Always plot cumulative frequency at the UPPER class boundary, not the mid-point. Draw a smooth S-shaped curve through the points.

Box Plots

A box plot (box-and-whisker diagram) displays the five-number summary of a dataset and allows easy comparison between distributions.

Five-Number Summary
  • Minimum value
  • Lower Quartile (Q1)
  • Median (Q2)
  • Upper Quartile (Q3)
  • Maximum value
Outlier

A value that lies more than 1.5 × IQR below Q1 or above Q3. Outliers are plotted as separate crosses (×) beyond the whiskers.

Comparing Box Plots

When comparing two box plots, comment on: (1) the median — which group has a higher typical value? (2) the IQR — which group has more spread? (3) the range — which group has more overall spread? (4) skewness — is the distribution symmetric or skewed?

Stem-and-Leaf Diagrams

A stem-and-leaf diagram retains the original data values while organising them in order. It is useful for small datasets.
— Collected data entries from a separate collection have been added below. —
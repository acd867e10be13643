//! `to_eeml` / `from_eeml` as methods on [`Environment`].

use eeml_model::Environment;

use crate::error::XmlError;

/// Extension trait giving an environment its EEML document form.
///
/// ```
/// use eeml_model::{Data, Environment};
/// use eeml_xml::EemlDocument;
///
/// let mut env = Environment::new();
/// env.push(Data::new(36.2));
/// let xml = env.to_eeml(None).unwrap();
/// let parsed = Environment::from_eeml(&xml).unwrap();
/// assert_eq!(parsed.len(), 1);
/// ```
pub trait EemlDocument: Sized {
    /// Render as an EEML document, optionally with a root `version` attribute.
    ///
    /// # Errors
    ///
    /// Fails with `NoData` when there are no readings.
    fn to_eeml(&self, version: Option<&str>) -> Result<String, XmlError>;

    /// Parse an EEML document.
    ///
    /// # Errors
    ///
    /// Fails on malformed XML or an invalid environment description.
    fn from_eeml(text: &str) -> Result<Self, XmlError>;
}

impl EemlDocument for Environment {
    fn to_eeml(&self, version: Option<&str>) -> Result<String, XmlError> {
        crate::serialize::to_eeml(self, version)
    }

    fn from_eeml(text: &str) -> Result<Self, XmlError> {
        crate::deserialize::from_eeml(text)
    }
}
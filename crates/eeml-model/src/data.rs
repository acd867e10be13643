//! A single sensor reading.

use serde::{Deserialize, Serialize};

use crate::unit::Unit;

/// One reading inside an environment.
///
/// When `id` is unset, serializers fall back to the reading's position in its
/// environment at the time of serialization; no id is stored on append.
#[derive(Debug, Clone, PartialEq, Serialize, Deserialize)]
#[serde(rename_all = "camelCase")]
pub struct Data {
    value: f64,
    id: Option<String>,
    tags: Vec<String>,
    max_value: Option<f64>,
    min_value: Option<f64>,
    unit: Option<Unit>,
}

impl Data {
    /// Create a reading with no id, tags, bounds or unit.
    #[must_use]
    pub fn new(value: f64) -> Self {
        Self {
            value,
            id: None,
            tags: Vec::new(),
            max_value: None,
            min_value: None,
            unit: None,
        }
    }

    /// Create a reading with an explicit id.
    ///
    /// Ids are kept in their textual form, so `42` and `"42"` are the same id.
    #[must_use]
    pub fn with_id(value: f64, id: impl ToString) -> Self {
        let mut data = Self::new(value);
        data.id = Some(id.to_string());
        data
    }

    /// The reading.
    #[must_use]
    pub fn value(&self) -> f64 {
        self.value
    }

    /// Set the value.
    pub fn set_value(&mut self, value: f64) {
        self.value = value;
    }

    /// The id.
    #[must_use]
    pub fn id(&self) -> Option<&str> {
        self.id.as_deref()
    }

    /// Set the id.
    pub fn set_id(&mut self, id: Option<impl ToString>) {
        self.id = id.map(|id| id.to_string());
    }

    /// Tags in insertion order. Duplicates are kept.
    #[must_use]
    pub fn tags(&self) -> &[String] {
        &self.tags
    }

    /// Mutable access to the tag list.
    pub fn tags_mut(&mut self) -> &mut Vec<String> {
        &mut self.tags
    }

    /// Append a tag.
    pub fn add_tag(&mut self, tag: impl Into<String>) {
        self.tags.push(tag.into());
    }

    /// The max value.
    #[must_use]
    pub fn max_value(&self) -> Option<f64> {
        self.max_value
    }

    /// Set the max value.
    pub fn set_max_value(&mut self, max_value: Option<f64>) {
        self.max_value = max_value;
    }

    /// The min value.
    #[must_use]
    pub fn min_value(&self) -> Option<f64> {
        self.min_value
    }

    /// Set the min value.
    pub fn set_min_value(&mut self, min_value: Option<f64>) {
        self.min_value = min_value;
    }

    /// The unit.
    #[must_use]
    pub fn unit(&self) -> Option<&Unit> {
        self.unit.as_ref()
    }

    /// Set the unit.
    pub fn set_unit(&mut self, unit: Option<Unit>) {
        self.unit = unit;
    }

    /// Append a tag.
    #[must_use]
    pub fn with_tag(mut self, tag: impl Into<String>) -> Self {
        self.add_tag(tag);
        self
    }

    /// Set the max value.
    #[must_use]
    pub fn with_max_value(mut self, max_value: f64) -> Self {
        self.max_value = Some(max_value);
        self
    }

    /// Set the min value.
    #[must_use]
    pub fn with_min_value(mut self, min_value: f64) -> Self {
        self.min_value = Some(min_value);
        self
    }

    /// Set the unit.
    #[must_use]
    pub fn with_unit(mut self, unit: Unit) -> Self {
        self.unit = Some(unit);
        self
    }
}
Back-to-Back Stem-and-Leaf

Two datasets share the same stem, with leaves going left and right. This allows direct comparison of two distributions.

Exam Tip

Always include a key on a stem-and-leaf diagram. For example: '3 | 4 means 34'. Leaves must be written in order (smallest to largest away from the stem).

Pie Charts

A pie chart shows proportions as sectors of a circle. The angle of each sector is proportional to the frequency.

Sector Angle Formula
Angle = (Frequency ÷ Total frequency) × 360°
Comparative Pie Charts

Two pie charts where the area of each circle is proportional to the total frequency it represents. The radius is proportional to the square root of the total frequency.

Comparative Pie Chart Radius
r₂/r₁ = √(n₂/n₁)

Where r = radius, n = total frequency
Exam Tip

For comparative pie charts, you must adjust the radius — not just draw two pie charts of the same size. The area represents the total, so area ∝ n, meaning radius ∝ √n.